Umberto Eco |
Eco grew up in a small town in the mountains in northern Italy and was educated in a Roman Catholic school for boys. Though his father wanted him to become a lawyer, Eco studied medieval philosophy and literature at the University of Turin. He wrote a thesis on St. Thomas Aquinas. While he was in school, Eco left the Catholic Church and stopped believing in God.
Eco worked as the cultural editor for an Italian state radio station, and began a career of lecturing. Later, he taught at Harvard University, and received an honorary degree from Indiana University at Bloomington for his work with the school's Research Center for Language and Semiotic Studies.

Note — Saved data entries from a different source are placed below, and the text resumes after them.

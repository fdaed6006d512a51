//! Lists command implementation

use clap::Args;

use super::connect_client;
use crate::cli::error::CliError;
use crate::cli::output::format_lists;
use crate::config::LoaderConfig;

/// Arguments for the lists command
#[derive(Args, Debug, Clone)]
pub struct ListsArgs {
    /// 1-based index of the first list
    #[arg(long, default_value_t = 1)]
    pub start: u32,

    /// Number of lists to fetch
    #[arg(long, default_value_t = 200)]
    pub range: u32,
}

/// Handle the lists command
pub fn handle_lists(args: &ListsArgs, config: &LoaderConfig) -> Result<(), CliError> {
    if args.start == 0 || args.range == 0 {
        return Err(CliError::InvalidArgument(
            "--start and --range must be at least 1".to_string(),
        ));
    }
    let (client, session) = connect_client(config)?;
    let lists = client.list_all(session.token(), args.start, args.range)?;
    print!("{}", format_lists(&lists));
    Ok(())
}
//! HTTP transport seam
//!
//! All provider calls go through the [`Transport`] trait. The production
//! implementation wraps a blocking `reqwest` client; tests plug in a scripted
//! transport that replays canned replies and records what was sent.

use std::sync::{Arc, Mutex};
use std::time::Duration;

use reqwest::header::{AUTHORIZATION, CONTENT_TYPE};

use super::error::{ApiError, ApiResult};

/// HTTP method used by the provider API
#[derive(Debug, Clone, Copy, PartialEq, Eq)]
pub enum Method {
    Get,
    Post,
}

/// One outgoing request
#[derive(Debug, Clone)]
pub struct ApiRequest {
    pub method: Method,
    pub url: String,
    pub query: Vec<(String, String)>,
    /// Form-urlencoded body fields (POST only)
    pub form: Vec<(String, String)>,
    /// Access token for the Authorization header
    pub token: Option<String>,
    /// Extra request headers
    pub headers: Vec<(String, String)>,
    pub timeout: Duration,
}

impl ApiRequest {
    pub fn get(url: impl Into<String>, timeout: Duration) -> Self {
        Self {
            method: Method::Get,
            url: url.into(),
            query: Vec::new(),
            form: Vec::new(),
            token: None,
            headers: Vec::new(),
            timeout,
        }
    }

    pub fn post(url: impl Into<String>, timeout: Duration) -> Self {
        Self {
            method: Method::Post,
            ..Self::get(url, timeout)
        }
    }

    /// Add a query parameter
    pub fn with_query(mut self, key: &str, value: impl Into<String>) -> Self {
        self.query.push((key.to_string(), value.into()));
        self
    }

    /// Add a form field
    pub fn with_form(mut self, key: &str, value: impl Into<String>) -> Self {
        self.form.push((key.to_string(), value.into()));
        self
    }

    /// Attach an access token
    pub fn with_token(mut self, token: &str) -> Self {
        self.token = Some(token.to_string());
        self
    }

    /// Add a request header
    pub fn with_header(mut self, name: &str, value: impl Into<String>) -> Self {
        self.headers.push((name.to_string(), value.into()));
        self
    }

    /// Look up a request header by name, ignoring case
    pub fn header_value(&self, name: &str) -> Option<&str> {
        self.headers
            .iter()
            .find(|(k, _)| k.eq_ignore_ascii_case(name))
            .map(|(_, v)| v.as_str())
    }

    /// Look up a form field by name
    pub fn form_value(&self, key: &str) -> Option<&str> {
        self.form
            .iter()
            .find(|(k, _)| k == key)
            .map(|(_, v)| v.as_str())
    }

    /// Look up a query parameter by name
    pub fn query_value(&self, key: &str) -> Option<&str> {
        self.query
            .iter()
            .find(|(k, _)| k == key)
            .map(|(_, v)| v.as_str())
    }
}

/// A received response, fully buffered
#[derive(Debug, Clone)]
pub struct ApiReply {
    pub status: u16,
    pub content_type: Option<String>,
    pub body: String,
}

impl ApiReply {
    pub fn new(status: u16, body: impl Into<String>) -> Self {
        Self {
            status,
            content_type: None,
            body: body.into(),
        }
    }

    /// A 200 reply carrying a JSON document
    pub fn json_ok(value: serde_json::Value) -> Self {
        Self {
            status: 200,
            content_type: Some("application/json".to_string()),
            body: value.to_string(),
        }
    }

    pub fn is_success(&self) -> bool {
        (200..300).contains(&self.status)
    }

    /// Parse the body as JSON
    pub fn json(&self) -> Result<serde_json::Value, serde_json::Error> {
        serde_json::from_str(&self.body)
    }

    /// First `max_chars` characters of the body
    pub fn body_excerpt(&self, max_chars: usize) -> String {
        self.body.chars().take(max_chars).collect()
    }
}

/// Sends provider requests
pub trait Transport: Send + Sync {
    /// Send a request and buffer the full reply
    ///
    /// Only transport-level failures are errors here; any HTTP status is a
    /// reply for the caller to classify.
    fn send(&self, request: &ApiRequest) -> ApiResult<ApiReply>;
}

impl<T: Transport + ?Sized> Transport for Arc<T> {
    fn send(&self, request: &ApiRequest) -> ApiResult<ApiReply> {
        (**self).send(request)
    }
}

/// Blocking `reqwest` transport
pub struct HttpTransport {
    client: reqwest::blocking::Client,
    auth_scheme: String,
}

impl HttpTransport {
    /// Create a transport using the given Authorization scheme
    pub fn new(auth_scheme: impl Into<String>) -> ApiResult<Self> {
        let client = reqwest::blocking::Client::builder()
            .user_agent(concat!("campaign-loader/", env!("CARGO_PKG_VERSION")))
            .build()
            .map_err(|e| ApiError::Network {
                url: String::new(),
                message: format!("Failed to create HTTP client: {}", e),
            })?;
        Ok(Self {
            client,
            auth_scheme: auth_scheme.into(),
        })
    }
}

impl Transport for HttpTransport {
    fn send(&self, request: &ApiRequest) -> ApiResult<ApiReply> {
        let mut builder = match request.method {
            Method::Get => self.client.get(&request.url),
            Method::Post => self.client.post(&request.url),
        };
        builder = builder.timeout(request.timeout);
        if !request.query.is_empty() {
            builder = builder.query(&request.query);
        }
        if !request.form.is_empty() {
            builder = builder.form(&request.form);
        }
        if let Some(token) = &request.token {
            builder = builder.header(AUTHORIZATION, format!("{} {}", self.auth_scheme, token));
        }
        for (name, value) in &request.headers {
            builder = builder.header(name.as_str(), value.as_str());
        }

        tracing::debug!(method = ?request.method, url = %request.url, "Sending request");

        let response = builder.send().map_err(|e| ApiError::Network {
            url: request.url.clone(),
            message: e.to_string(),
        })?;

        let status = response.status().as_u16();
        let content_type = response
            .headers()
            .get(CONTENT_TYPE)
            .and_then(|v| v.to_str().ok())
            .map(str::to_string);
        let body = response.text().map_err(|e| ApiError::Network {
            url: request.url.clone(),
            message: format!("Failed to read response body: {}", e),
        })?;

        tracing::debug!(url = %request.url, status, "Received response");

        Ok(ApiReply {
            status,
            content_type,
            body,
        })
    }
}

/// Pauses between provider calls
pub trait Sleeper: Send + Sync {
    fn sleep(&self, duration: Duration);
}

/// Sleeps the current thread
#[derive(Debug, Clone, Copy, Default)]
pub struct ThreadSleeper;

impl Sleeper for ThreadSleeper {
    fn sleep(&self, duration: Duration) {
        if !duration.is_zero() {
            std::thread::sleep(duration);
        }
    }
}

/// Records requested pauses instead of sleeping
///
/// Clones share the same record.
#[derive(Debug, Clone, Default)]
pub struct RecordingSleeper {
    pauses: Arc<Mutex<Vec<Duration>>>,
}

impl RecordingSleeper {
    pub fn new() -> Self {
        Self::default()
    }

    /// Every pause requested so far, in order
    pub fn pauses(&self) -> Vec<Duration> {
        self.pauses.lock().map(|p| p.clone()).unwrap_or_default()
    }

    /// Sum of all requested pauses
    pub fn total(&self) -> Duration {
        self.pauses().iter().sum()
    }
}

impl Sleeper for RecordingSleeper {
    fn sleep(&self, duration: Duration) {
        if let Ok(mut pauses) = self.pauses.lock() {
            pauses.push(duration);
        }
    }
}

#[cfg(test)]
mod tests {
    use super::*;

    #[test]
    fn test_request_builders() {
        let request = ApiRequest::post("https://x/api", Duration::from_secs(60))
            .with_form("listkey", "abc")
            .with_form("resfmt", "JSON")
            .with_query("type", "json")
            .with_token("tok")
            .with_header("Accept", "application/json");

        assert_eq!(request.method, Method::Post);
        assert_eq!(request.header_value("accept"), Some("application/json"));
        assert_eq!(request.form_value("listkey"), Some("abc"));
        assert_eq!(request.query_value("type"), Some("json"));
        assert_eq!(request.form_value("missing"), None);
        assert_eq!(request.token.as_deref(), Some("tok"));
    }

    #[test]
    fn test_reply_helpers() {
        let reply = ApiReply::json_ok(serde_json::json!({"status": "success"}));
        assert!(reply.is_success());
        assert_eq!(reply.json().unwrap()["status"], "success");

        let reply = ApiReply::new(502, "é".repeat(1000));
        assert!(!reply.is_success());
        assert_eq!(reply.body_excerpt(800).chars().count(), 800);
        assert!(reply.json().is_err());
    }

    #[test]
    fn test_recording_sleeper_shares_record() {
        let sleeper = RecordingSleeper::new();
        let handle = sleeper.clone();
        sleeper.sleep(Duration::from_secs(1));
        sleeper.sleep(Duration::from_secs(2));
        assert_eq!(handle.pauses().len(), 2);
        assert_eq!(handle.total(), Duration::from_secs(3));
    }
}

He also has received honorary degrees from Rutgers University and University of Belgrade. Eco's first non-fiction book, The Aesthetics of Thomas Aquinas (1956), was an extension of his thesis. Eco has a massive collection of more than 50,000 books.
The Name of the Rose takes place in an Italian monastery in 1327. It deals with a Franciscan friar's investigation of a series murders. The bestseller is full of literary and historical references. The friar, for instance, is William of Baskerville, who is described in terms reminiscent of Arthur Conan Doyle's Sherlock Holmes. The friar's name is a reference to the Holmes mystery Hound of the Baskervilles. There is a blind monk whose name, Jorge of Burgos, is a reference to Argentine short-story writer Jorge Luis Borges, whom Eco counts as a major influence on his work. The book was adapted as a 1986 film starring Sean Connery and F. Murray Abraham.

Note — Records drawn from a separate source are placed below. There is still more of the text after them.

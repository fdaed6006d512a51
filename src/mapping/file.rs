//! Mapping files
//!
//! A mapping can be kept next to a recurring export:
//!
//! ```toml
//! email = "Work Email (Enterprise)"
//! first_name = "First Name"
//! last_name = "Last Name"
//!
//! [[extra]]
//! field = "Job Title"
//! column = "Title"
//! ```

use std::path::Path;

use super::error::{MappingError, MappingResult};
use super::types::MappingDraft;

/// Parse a mapping from TOML text
pub fn parse_mapping(content: &str) -> MappingResult<MappingDraft> {
    toml::from_str(content).map_err(|e| MappingError::Parse(e.to_string()))
}

/// Read a mapping file
pub fn load_mapping(path: &Path) -> MappingResult<MappingDraft> {
    let content = std::fs::read_to_string(path).map_err(|source| MappingError::Read {
        path: path.to_path_buf(),
        source,
    })?;
    parse_mapping(&content)
}

/// Write a mapping file
pub fn save_mapping(path: &Path, draft: &MappingDraft) -> MappingResult<()> {
    let content = toml::to_string_pretty(draft).map_err(|e| MappingError::Parse(e.to_string()))?;
    std::fs::write(path, content).map_err(|source| MappingError::Read {
        path: path.to_path_buf(),
        source,
    })
}

#[cfg(test)]
mod tests {
    use super::*;
    use crate::mapping::ExtraFieldMapping;
    use tempfile::TempDir;

    #[test]
    fn test_parse_mapping() {
        let draft = parse_mapping(
            r#"
            email = "Work Email"
            first_name = "First"

            [[extra]]
            field = "Job Title"
            column = "Role"

            [[extra]]
            field = "Company"
            column = "Org"
            "#,
        )
        .unwrap();
        assert_eq!(draft.email.as_deref(), Some("Work Email"));
        assert_eq!(draft.first_name.as_deref(), Some("First"));
        assert!(draft.last_name.is_none());
        assert_eq!(
            draft.extras,
            vec![
                ExtraFieldMapping::new("Job Title", "Role"),
                ExtraFieldMapping::new("Company", "Org"),
            ]
        );
    }

    #[test]
    fn test_parse_mapping_rejects_bad_extra() {
        let result = parse_mapping("[[extra]]\nfield = \"Company\"\n");
        assert!(matches!(result, Err(MappingError::Parse(_))));
    }

    #[test]
    fn test_save_and_load() {
        let temp = TempDir::new().unwrap();
        let path = temp.path().join("mapping.toml");
        let draft = MappingDraft::new()
            .with_email("email")
            .with_full_name("name")
            .with_extra("Company", "org");

        save_mapping(&path, &draft).unwrap();
        assert_eq!(load_mapping(&path).unwrap(), draft);

        let missing = load_mapping(&temp.path().join("nope.toml"));
        assert!(matches!(missing, Err(MappingError::Read { .. })));
    }
}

Eco also wrote Foucault's Pendulum (1988), a thriller about three idle book editors who make up a conspiracy theory about the Knights Templar and spur a modern-day quest for lost treasure; The Island of the Day Before (1994), about a man marooned on a ship in the 17th century; Baudolino (2000), about a heroic knight who saved a Byzantine historian during the Fourth Crusade and later, recounting his exploits, reveals himself to be a gifted teller of tall tales, raising the question about how much he told was true; and The Prague Cemetery (2010), about 19th century hoaxes that have contributed to present-day antisemitism.